A major enabler in the construction of functional GUVs has been the development of emulsion phase transfer (EPT) methods for their production,5,7–10 where water-in-oil droplets are used as templates around which a bilayer is assembled. This method is attractive as unlike traditional methods (such as electroformation) it allows the encapsulation of large, charged chemical species (a category which many biomolecules fall under), requires no specialised equipment, is amenable to translation into high-throughput microfluidic formats,6,8,11–13 and is uniquely capable of producing asymmetric GUVs.14,15 However, there is an open question surrounding the degree of incorporation of different amphiphiles into membranes formed by EPT, an issue which must be addressed if composition-dependent features are to be utilised, for example in the construction of vesicles with controlled surface structure.

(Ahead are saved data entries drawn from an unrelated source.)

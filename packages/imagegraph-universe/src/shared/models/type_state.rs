//! TypeState lattice
//!
//! Immutable set of concrete types a value may have at run time. Either an
//! explicit sorted set or the `CloseToAllInstantiated` sentinel, which stands
//! for "every instantiated type" and is materialized only when an operation
//! needs the concrete members.

use super::ids::TypeId;
use std::sync::Arc;

/// States with more types than this are candidates for "close to all instantiated"
pub const DEFAULT_CLOSE_TO_ALL_THRESHOLD: usize = 200;

#[derive(Debug, Clone, PartialEq, Eq)]
pub enum TypeState {
    /// Sorted, deduplicated set of concrete types
    Types(Arc<[TypeId]>),
    /// Over-approximation: all instantiated types
    CloseToAllInstantiated,
}

impl Default for TypeState {
    fn default() -> Self {
        Self::empty()
    }
}

impl TypeState {
    pub fn empty() -> Self {
        Self::Types(Arc::from(Vec::new()))
    }

    pub fn single(ty: TypeId) -> Self {
        Self::Types(Arc::from(vec![ty]))
    }

    pub fn from_types<I: IntoIterator<Item = TypeId>>(types: I) -> Self {
        let mut types: Vec<TypeId> = types.into_iter().collect();
        types.sort_unstable();
        types.dedup();
        Self::Types(Arc::from(types))
    }

    pub fn is_empty(&self) -> bool {
        match self {
            Self::Types(types) => types.is_empty(),
            Self::CloseToAllInstantiated => false,
        }
    }

    pub fn is_close_to_all_instantiated(&self) -> bool {
        matches!(self, Self::CloseToAllInstantiated)
    }

    /// Number of explicit types; `None` for the sentinel
    pub fn len(&self) -> Option<usize> {
        match self {
            Self::Types(types) => Some(types.len()),
            Self::CloseToAllInstantiated => None,
        }
    }

    /// Explicit members; `None` for the sentinel
    pub fn types(&self) -> Option<&[TypeId]> {
        match self {
            Self::Types(types) => Some(types),
            Self::CloseToAllInstantiated => None,
        }
    }

    /// Membership. The sentinel contains every type.
    pub fn contains(&self, ty: TypeId) -> bool {
        match self {
            Self::Types(types) => types.binary_search(&ty).is_ok(),
            Self::CloseToAllInstantiated => true,
        }
    }

    pub fn union(&self, other: &TypeState) -> TypeState {
        match (self, other) {
            (Self::CloseToAllInstantiated, _) | (_, Self::CloseToAllInstantiated) => {
                Self::CloseToAllInstantiated
            }
            (Self::Types(a), Self::Types(b)) => {
                if b.is_empty() {
                    return self.clone();
                }
                if a.is_empty() {
                    return other.clone();
                }
                let mut merged = Vec::with_capacity(a.len() + b.len());
                let (mut i, mut j) = (0, 0);
                while i < a.len() && j < b.len() {
                    match a[i].cmp(&b[j]) {
                        std::cmp::Ordering::Less => {
                            merged.push(a[i]);
                            i += 1;
                        }
                        std::cmp::Ordering::Greater => {
                            merged.push(b[j]);
                            j += 1;
                        }
                        std::cmp::Ordering::Equal => {
                            merged.push(a[i]);
                            i += 1;
                            j += 1;
                        }
                    }
                }
                merged.extend_from_slice(&a[i..]);
                merged.extend_from_slice(&b[j..]);
                Self::Types(Arc::from(merged))
            }
        }
    }

    /// `self - other`. The sentinel on either side is materialized against
    /// `instantiated` (sorted ids of every instantiated type).
    pub fn subtract(&self, other: &TypeState, instantiated: &[TypeId]) -> TypeState {
        if other.is_close_to_all_instantiated() {
            // Anything left over was never instantiated.
            return match self {
                Self::Types(types) => Self::from_types(
                    types
                        .iter()
                        .copied()
                        .filter(|ty| instantiated.binary_search(ty).is_err()),
                ),
                Self::CloseToAllInstantiated => Self::empty(),
            };
        }
        let lhs: &[TypeId] = match self {
            Self::Types(types) => types,
            Self::CloseToAllInstantiated => instantiated,
        };
        Self::Types(
            lhs.iter()
                .copied()
                .filter(|ty| !other.contains(*ty))
                .collect::<Vec<_>>()
                .into(),
        )
    }

    /// Large enough to be treated as "all instantiated types": the sentinel,
    /// or more than `threshold` types covering at least 90% of the
    /// `instantiated_count` instantiated types.
    pub fn close_to_all_instantiated(&self, instantiated_count: usize, threshold: usize) -> bool {
        match self {
            Self::CloseToAllInstantiated => true,
            Self::Types(types) => {
                types.len() > threshold && types.len() * 10 >= instantiated_count * 9
            }
        }
    }

    /// Render as `[a.B, c.D]` using `name_of` for each member
    pub fn display_with<'a, F>(&self, name_of: F) -> String
    where
        F: Fn(TypeId) -> &'a str,
    {
        match self {
            Self::CloseToAllInstantiated => "close to all instantiated".to_string(),
            Self::Types(types) => {
                let names: Vec<&str> = types.iter().map(|ty| name_of(*ty)).collect();
                format!("[{}]", names.join(", "))
            }
        }
    }
}
//! Type-flow engine adapters

pub mod worklist_engine;

pub use worklist_engine::{WorklistEngineStats, WorklistTypeFlowEngine};
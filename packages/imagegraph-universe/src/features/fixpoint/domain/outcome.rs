//! Terminal analysis outcome

use crate::errors::BuildError;
use crate::features::diagnostics::ViolationReport;
use std::fmt;

/// How the fixpoint loop ended. Only `Converged` lets the build continue.
#[derive(Debug, Clone, PartialEq, Eq)]
pub enum AnalysisOutcome {
    Converged { iterations: usize },
    ConvergedWithViolations { iterations: usize, report: ViolationReport },
    /// Iteration ceiling hit while the engine still found changes
    DivergedIterationLimit { iterations: usize },
    /// Iteration ceiling hit with a stable engine: a feature keeps asking
    /// for iterations without anything changing
    DivergedLiveLock { iterations: usize },
    Interrupted { reason: String },
}

impl AnalysisOutcome {
    pub fn is_converged(&self) -> bool {
        matches!(self, Self::Converged { .. })
    }

    pub fn label(&self) -> &'static str {
        match self {
            Self::Converged { .. } => "converged",
            Self::ConvergedWithViolations { .. } => "converged_with_violations",
            Self::DivergedIterationLimit { .. } => "diverged_iteration_limit",
            Self::DivergedLiveLock { .. } => "diverged_live_lock",
            Self::Interrupted { .. } => "interrupted",
        }
    }

    /// Iteration count for every outcome but `Interrupted`
    pub fn iterations(&self) -> Option<usize> {
        match self {
            Self::Converged { iterations }
            | Self::ConvergedWithViolations { iterations, .. }
            | Self::DivergedIterationLimit { iterations }
            | Self::DivergedLiveLock { iterations } => Some(*iterations),
            Self::Interrupted { .. } => None,
        }
    }

    /// `Ok(iterations)` for `Converged`, the matching `BuildError` otherwise
    pub fn into_result(self) -> Result<usize, BuildError> {
        match self {
            Self::Converged { iterations } => Ok(iterations),
            Self::ConvergedWithViolations { report, .. } => Err(BuildError::Unsupported(report)),
            Self::DivergedIterationLimit { iterations } => Err(BuildError::IterationLimit { iterations }),
            Self::DivergedLiveLock { iterations } => Err(BuildError::LiveLock { iterations }),
            Self::Interrupted { reason } => Err(BuildError::Interrupted { reason }),
        }
    }
}

impl fmt::Display for AnalysisOutcome {
    fn fmt(&self, f: &mut fmt::Formatter<'_>) -> fmt::Result {
        match self {
            Self::Converged { iterations } => write!(f, "converged after {} iterations", iterations),
            Self::ConvergedWithViolations { iterations, report } => write!(
                f,
                "converged after {} iterations with {} problem(s)",
                iterations,
                report.len()
            ),
            Self::DivergedIterationLimit { iterations } | Self::DivergedLiveLock { iterations } => {
                write!(f, "diverged after {} iterations", iterations)
            }
            Self::Interrupted { reason } => write!(f, "interrupted: {}", reason),
        }
    }
}

#[cfg(test)]
mod tests {
    use super::*;

    #[test]
    fn test_only_converged_continues() {
        assert_eq!(AnalysisOutcome::Converged { iterations: 3 }.into_result().unwrap(), 3);

        let err = AnalysisOutcome::DivergedLiveLock { iterations: 1001 }.into_result().unwrap_err();
        assert!(err.to_string().contains("DID NOT find a change"));

        let err = AnalysisOutcome::DivergedIterationLimit { iterations: 1001 }
            .into_result()
            .unwrap_err();
        assert!(err.to_string().contains("DID find a change"));

        let err = AnalysisOutcome::Interrupted { reason: "stop".into() }.into_result().unwrap_err();
        assert!(matches!(err, BuildError::Interrupted { .. }));
    }

    #[test]
    fn test_labels_and_iterations() {
        let outcome = AnalysisOutcome::ConvergedWithViolations {
            iterations: 2,
            report: ViolationReport::default(),
        };
        assert_eq!(outcome.label(), "converged_with_violations");
        assert_eq!(outcome.iterations(), Some(2));
        assert!(!outcome.is_converged());
        assert_eq!(AnalysisOutcome::Interrupted { reason: "x".into() }.iterations(), None);
    }
}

One widely-studied membrane phenomenon is the lateral heterogeneity of membranes containing multiple lipid components. These membranes can separate into coexisting phases (or domains) that possess different degrees of molecular order and have distinct compositions.16 Single component membranes show a transition between a gel phase (Lβ) and fluid phase (Lα) at a defined melting temperature (Tm), a process that is associated with increased membrane permeability due to the formation of membrane defects.17,18 In two component mixtures of high- and low-melting point lipids, these phases can coexist. When cholesterol is added to form ternary mixtures, coexisting liquid disordered (Ld) and liquid ordered (Lo) domains can form. The Lo phase is enriched in cholesterol and saturated lipid (e.g. DPPC) and a Ld phase composed of mostly unsaturated lipid (e.g. DOPC).19–21 While both the Lo and Ld phases exhibit rapid lateral diffusion within the plane of the membrane, the lipid chains within the Lo phase have a significantly higher degree of order than those in the Ld phase. Transition from a phase separated to a mixed state can be achieved by heating above a characteristic mixing temperature (Tmix) for a particular lipid composition (which can differ from the melting temperature (Tm) of individual lipids).22

Despite being extensively studied in GUVs formed via electroformation, there remains a scarcity of literature on phase separation in GUVs constructed from water-in-oil emulsions. Hamada et al. reported the use of the EPT technique to prepare asymmetric GUVs with microdomains.23 However, the work merely confirmed domain formation was possible and did not probe any further. A droplet-shooting and size-filtration (DSSF) method also showed that phase separation was possible, but did not undertake a comprehensive investigation.24 Finally, a vesicle formation technique, ‘continuous droplet interface crossing encapsulation’ (cDICE) has recently been investigated for its potential to incorporate charged lipids and sterols.25 Although cDICE tolerated charged lipids well, the method was highly inefficient at incorporating cholesterol (<1% efficiency), so Lo/Ld domains could not be formed.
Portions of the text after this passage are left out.